In the meantime, the shipping date moved forward a few times. The flu season hadn't spared the people at Prusa Research, and late April I finally got a shipping notification. Woo hoo!

The build process
I have documented my entire build in a series of YouTube videos. The entire assembly manual has nine chapters, so I made it a nine part video series. Also, this is the first time I'm actually talking in front of the camera, something I haven't done before (my other videos in wich I talk are all voice-overs). I'm not exactly the best public speaker, but I think I did a decent job without sounding too much like a blabbering idiot.
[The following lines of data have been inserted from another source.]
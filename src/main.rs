// This file is part of the terraform-provider-spotinst project
//
// Copyright (C) The terraform-provider-spotinst Authors, 2026.
//
// Licensed under the Apache License, Version 2.0 (the "License")
// you may not use this file except in compliance with the License.
// You may obtain a copy of the License at
//
//     http://www.apache.org/licenses/LICENSE-2.0
//
// Unless required by applicable law or agreed to in writing, software
// distributed under the License is distributed on an "AS IS" BASIS,
// WITHOUT WARRANTIES OR CONDITIONS OF ANY KIND, either express or implied.
// See the License for the specific language governing permissions and
// limitations under the License.

use anyhow::Result;
use tf_provider::serve;

use terraform_provider_spotinst::SpotinstProvider;

#[tokio::main]
async fn main() -> Result<()> {
    serve("spotinst", SpotinstProvider::default()).await
}
// This file is part of the terraform-provider-spotinst project
//
// Copyright (C) The terraform-provider-spotinst Authors, 2026.
//
// Licensed under the Apache License, Version 2.0 (the "License")
// you may not use this file except in compliance with the License.
// You may obtain a copy of the License at
//
//     http://www.apache.org/licenses/LICENSE-2.0
//
// Unless required by applicable law or agreed to in writing, software
// distributed under the License is distributed on an "AS IS" BASIS,
// WITHOUT WARRANTIES OR CONDITIONS OF ANY KIND, either express or implied.
// See the License for the specific language governing permissions and
// limitations under the License.

//! Terraform provider for Spotinst
//!
//! Maps `spotinst_aws_elastigroup` and `spotinst_mrscaler_aws` resource blocks onto the
//! Spotinst REST API. Each resource is described by a [`fields::Fields`] table: one entry
//! per attribute, holding its schema and the closures copying the value between the
//! Terraform state and the API objects.

pub mod client;
pub mod elastigroup;
pub mod fields;
pub mod launch_configuration;
pub mod mrscaler;
pub mod provider;
mod utils;

pub use provider::SpotinstProvider;
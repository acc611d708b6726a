// This file is part of the terraform-provider-spotinst project
//
// Copyright (C) The terraform-provider-spotinst Authors, 2026.
//
// Licensed under the Apache License, Version 2.0 (the "License")
// you may not use this file except in compliance with the License.
// You may obtain a copy of the License at
//
//     http://www.apache.org/licenses/LICENSE-2.0
//
// Unless required by applicable law or agreed to in writing, software
// distributed under the License is distributed on an "AS IS" BASIS,
// WITHOUT WARRANTIES OR CONDITIONS OF ANY KIND, either express or implied.
// See the License for the specific language governing permissions and
// limitations under the License.

//! Tags and optional compute settings of the cluster

use anyhow::Result;
use tf_provider::schema::{AttributeType, NestedBlock};
use tf_provider::value::{Value, ValueList};

use crate::client::common::Tag;
use crate::client::mrscaler::{Application, FileWrapper, S3File, Scaler};
use crate::elastigroup::TagState;
use crate::fields::{nested, optional, required, string_list, Fields};
use crate::utils::{non_empty_owned, optional_string, string_list as collect_strings, to_string_list};

use super::state::{ApplicationState, S3FileState, ScalerState};

pub fn fields() -> Fields<ScalerState, Scaler> {
    let mut fields = Fields::<ScalerState, Scaler>::new("mrscaler");
    fields
        .block(
            "tags",
            NestedBlock::List(nested(
                "Tags of the cluster instances",
                vec![
                    ("key", required(AttributeType::String, "Tag key")),
                    ("value", optional(AttributeType::String, "Tag value")),
                ],
            )),
            |scaler, state| {
                let tags = scaler
                    .compute()
                    .and_then(|c| c.tags.as_ref())
                    .filter(|tags| !tags.is_empty());
                state.tags = match tags {
                    Some(tags) => Value::Value(
                        tags.iter()
                            .map(|tag| {
                                Value::Value(TagState {
                                    key: optional_string(tag.tag_key.clone()),
                                    value: optional_string(tag.tag_value.clone()),
                                })
                            })
                            .collect(),
                    ),
                    None => Value::Null,
                };
                Ok(())
            },
            |state, scaler| {
                if let Some(tags) = state.tags.as_ref_option() {
                    scaler.compute_mut().tags = Some(
                        tags.iter()
                            .flatten()
                            .map(|tag| Tag {
                                tag_key: tag.key.as_ref_option().cloned(),
                                tag_value: tag.value.as_ref_option().cloned(),
                            })
                            .collect(),
                    );
                }
                Ok(())
            },
            None,
        )
        .attribute(
            "custom_ami_id",
            optional(AttributeType::String, "ID of a custom AMI for the cluster instances"),
            |scaler, state| {
                state.custom_ami_id =
                    optional_string(scaler.compute().and_then(|c| c.custom_ami_id.clone()));
                Ok(())
            },
            |state, scaler| {
                if let Some(ami) = non_empty_owned(&state.custom_ami_id) {
                    scaler.compute_mut().custom_ami_id = Some(ami);
                }
                Ok(())
            },
            None,
        )
        .attribute(
            "repo_upgrade_on_boot",
            optional(
                AttributeType::String,
                "Applies Amazon Linux updates on boot: SECURITY or NONE",
            ),
            |scaler, state| {
                state.repo_upgrade_on_boot = optional_string(
                    scaler.compute().and_then(|c| c.repo_upgrade_on_boot.clone()),
                );
                Ok(())
            },
            |state, scaler| {
                if let Some(upgrade) = non_empty_owned(&state.repo_upgrade_on_boot) {
                    scaler.compute_mut().repo_upgrade_on_boot = Some(upgrade);
                }
                Ok(())
            },
            None,
        )
        .attribute(
            "ec2_key_name",
            optional(AttributeType::String, "Name of the key pair of the instances"),
            |scaler, state| {
                state.ec2_key_name =
                    optional_string(scaler.compute().and_then(|c| c.ec2_key_name.clone()));
                Ok(())
            },
            |state, scaler| {
                if let Some(key_name) = non_empty_owned(&state.ec2_key_name) {
                    scaler.compute_mut().ec2_key_name = Some(key_name);
                }
                Ok(())
            },
            None,
        )
        .attribute(
            "ebs_root_volume_size",
            optional(AttributeType::Number, "Size of the root volume in GiB"),
            |scaler, state| {
                state.ebs_root_volume_size =
                    scaler.compute().and_then(|c| c.ebs_root_volume_size).into();
                Ok(())
            },
            |state, scaler| {
                if let Some(size) = state.ebs_root_volume_size.as_ref_option() {
                    scaler.compute_mut().ebs_root_volume_size = Some(*size);
                }
                Ok(())
            },
            None,
        )
        .attribute(
            "managed_primary_security_group",
            optional(
                AttributeType::String,
                "EMR managed security group of the master node",
            ),
            |scaler, state| {
                state.managed_primary_security_group = optional_string(
                    scaler
                        .compute()
                        .and_then(|c| c.managed_primary_security_group.clone()),
                );
                Ok(())
            },
            |state, scaler| {
                if let Some(group) = non_empty_owned(&state.managed_primary_security_group) {
                    scaler.compute_mut().managed_primary_security_group = Some(group);
                }
                Ok(())
            },
            None,
        )
        .attribute(
            "managed_replica_security_group",
            optional(
                AttributeType::String,
                "EMR managed security group of the core and task nodes",
            ),
            |scaler, state| {
                state.managed_replica_security_group = optional_string(
                    scaler
                        .compute()
                        .and_then(|c| c.managed_replica_security_group.clone()),
                );
                Ok(())
            },
            |state, scaler| {
                if let Some(group) = non_empty_owned(&state.managed_replica_security_group) {
                    scaler.compute_mut().managed_replica_security_group = Some(group);
                }
                Ok(())
            },
            None,
        )
        .attribute(
            "service_access_security_group",
            optional(
                AttributeType::String,
                "Security group used by the EMR service to access the cluster",
            ),
            |scaler, state| {
                state.service_access_security_group = optional_string(
                    scaler
                        .compute()
                        .and_then(|c| c.service_access_security_group.clone()),
                );
                Ok(())
            },
            |state, scaler| {
                if let Some(group) = non_empty_owned(&state.service_access_security_group) {
                    scaler.compute_mut().service_access_security_group = Some(group);
                }
                Ok(())
            },
            None,
        )
        .attribute(
            "additional_primary_security_groups",
            optional(string_list(), "Additional security groups of the master node"),
            |scaler, state| {
                state.additional_primary_security_groups = read_strings(
                    scaler
                        .compute()
                        .and_then(|c| c.additional_primary_security_groups.clone()),
                );
                Ok(())
            },
            |state, scaler| {
                if let Some(groups) = collect_strings(&state.additional_primary_security_groups) {
                    scaler.compute_mut().additional_primary_security_groups = Some(groups);
                }
                Ok(())
            },
            None,
        )
        .attribute(
            "additional_replica_security_groups",
            optional(
                string_list(),
                "Additional security groups of the core and task nodes",
            ),
            |scaler, state| {
                state.additional_replica_security_groups = read_strings(
                    scaler
                        .compute()
                        .and_then(|c| c.additional_replica_security_groups.clone()),
                );
                Ok(())
            },
            |state, scaler| {
                if let Some(groups) = collect_strings(&state.additional_replica_security_groups) {
                    scaler.compute_mut().additional_replica_security_groups = Some(groups);
                }
                Ok(())
            },
            None,
        )
        .block(
            "applications",
            NestedBlock::List(nested(
                "Applications installed on the cluster",
                vec![
                    ("name", required(AttributeType::String, "Application name")),
                    ("version", optional(AttributeType::String, "Application version")),
                    ("args", optional(string_list(), "Application arguments")),
                ],
            )),
            |scaler, state| {
                let applications = scaler
                    .compute()
                    .and_then(|c| c.applications.as_ref())
                    .filter(|applications| !applications.is_empty());
                state.applications = match applications {
                    Some(applications) => Value::Value(
                        applications
                            .iter()
                            .map(|application| {
                                Value::Value(ApplicationState {
                                    name: optional_string(application.name.clone()),
                                    version: optional_string(application.version.clone()),
                                    args: read_strings(application.args.clone()),
                                })
                            })
                            .collect(),
                    ),
                    None => Value::Null,
                };
                Ok(())
            },
            |state, scaler| {
                if let Some(applications) = state.applications.as_ref_option() {
                    scaler.compute_mut().applications = Some(
                        applications
                            .iter()
                            .flatten()
                            .map(|application| Application {
                                name: non_empty_owned(&application.name),
                                version: non_empty_owned(&application.version),
                                args: collect_strings(&application.args),
                            })
                            .collect(),
                    );
                }
                Ok(())
            },
            None,
        )
        .block(
            "steps_file",
            s3_file_block("S3 file describing the steps of the cluster"),
            |scaler, state| {
                state.steps_file = read_file(scaler.compute().and_then(|c| c.steps.as_ref()));
                Ok(())
            },
            |state, scaler| {
                if let Some(file) = write_file(&state.steps_file) {
                    scaler.compute_mut().steps = Some(file);
                }
                Ok(())
            },
            None,
        )
        .block(
            "configurations_file",
            s3_file_block("S3 file holding the configurations of the cluster applications"),
            |scaler, state| {
                state.configurations_file =
                    read_file(scaler.compute().and_then(|c| c.configurations.as_ref()));
                Ok(())
            },
            |state, scaler| {
                if let Some(file) = write_file(&state.configurations_file) {
                    scaler.compute_mut().configurations = Some(file);
                }
                Ok(())
            },
            None,
        )
        .block(
            "bootstrap_actions_file",
            s3_file_block("S3 file describing the bootstrap actions of the cluster"),
            |scaler, state| {
                state.bootstrap_actions_file =
                    read_file(scaler.compute().and_then(|c| c.bootstrap_actions.as_ref()));
                Ok(())
            },
            write_bootstrap_actions,
            None,
        );
    fields
}

fn s3_file_block(description: &str) -> NestedBlock {
    NestedBlock::List(nested(
        description,
        vec![
            ("bucket", required(AttributeType::String, "S3 bucket")),
            ("key", required(AttributeType::String, "S3 key")),
        ],
    ))
}

fn read_strings(strings: Option<Vec<String>>) -> ValueList<Value<String>> {
    match strings {
        Some(strings) if !strings.is_empty() => to_string_list(strings),
        _ => Value::Null,
    }
}

fn read_file(wrapper: Option<&FileWrapper>) -> ValueList<Value<S3FileState>> {
    match wrapper.and_then(|wrapper| wrapper.file.as_ref()) {
        Some(file) => Value::Value(vec![Value::Value(S3FileState {
            bucket: optional_string(file.bucket.clone()),
            key: optional_string(file.key.clone()),
        })]),
        None => Value::Null,
    }
}

/// The API accepts a single file: only the first block is sent
fn write_file(files: &ValueList<Value<S3FileState>>) -> Option<FileWrapper> {
    let file = files.as_ref_option()?.iter().flatten().next()?;
    Some(FileWrapper {
        file: Some(S3File {
            bucket: non_empty_owned(&file.bucket),
            key: non_empty_owned(&file.key),
        }),
    })
}

fn write_bootstrap_actions(state: &ScalerState, scaler: &mut Scaler) -> Result<()> {
    if let Some(file) = write_file(&state.bootstrap_actions_file) {
        scaler.compute_mut().bootstrap_actions = Some(file);
    }
    Ok(())
}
The entire build went pretty smooth. The mentioned problem with the frame geometry didn't happen to me. One this that worried me a little bit at first were the linear bearings on the Y-axis. During assembly, they were quite noisy, and I was worries I had over tightened the screws to hold them in place. Nothing that was beyond fixing, but if I indeed damaged them it would mean ordering new bearings and waiting some more. Luckily, during printing the noise is gone. I managed to damage one part, though. When I tried to snap the spool holder in place, the bottom part that snaps around the aluminium frame broke, and it doesn't properly stay in place. Not a big issue, since I'm also building an enclosure with a separate spool holder anyway.

My experience so far
I've had the printer for a few months now. I've printed quite a bit, and here's what I've encountered so far.
First of all, 3D printing isn't plug and play. Sorry, it isn't. It often requires some experimenting and trial and error to get things right. I've already experienced a few jams that required me to disassemble the entire extruder, and I'm glad I bought the kit and not a preassembled printer.
I have also built and enclosure out of Ikea Lack tables, so I can print with ABS and HIPS. There are a few problems with this. First of all, Ikea Lack tables are very unstable; especially when printing small parts, where the extruder has to move back and forth rapidly, the entire enclosure shakes a lot. I managed to get this more or less under control my attaching some steel corner braces. Second, the printers jams easily inside an enclosure with the doors closed. Apparently, this has to do with the design of the extruder, it has insufficient cooling, wich causes something known as heat creep. I'm not gonna go into too much detail, but it's a bad thing.
Prusa has designed a new extruder body with improved cooling, so that's on my to do list: printing the new parts, and then rebuilding the extruder. Again, glad I bought the kit, because I basically have to take the entire extruder apart and reassemble it with the new parts.
Overall, I'm quite satisfied with the printer. I've had a few problems, but this also happens on printers that cost three, four times as much.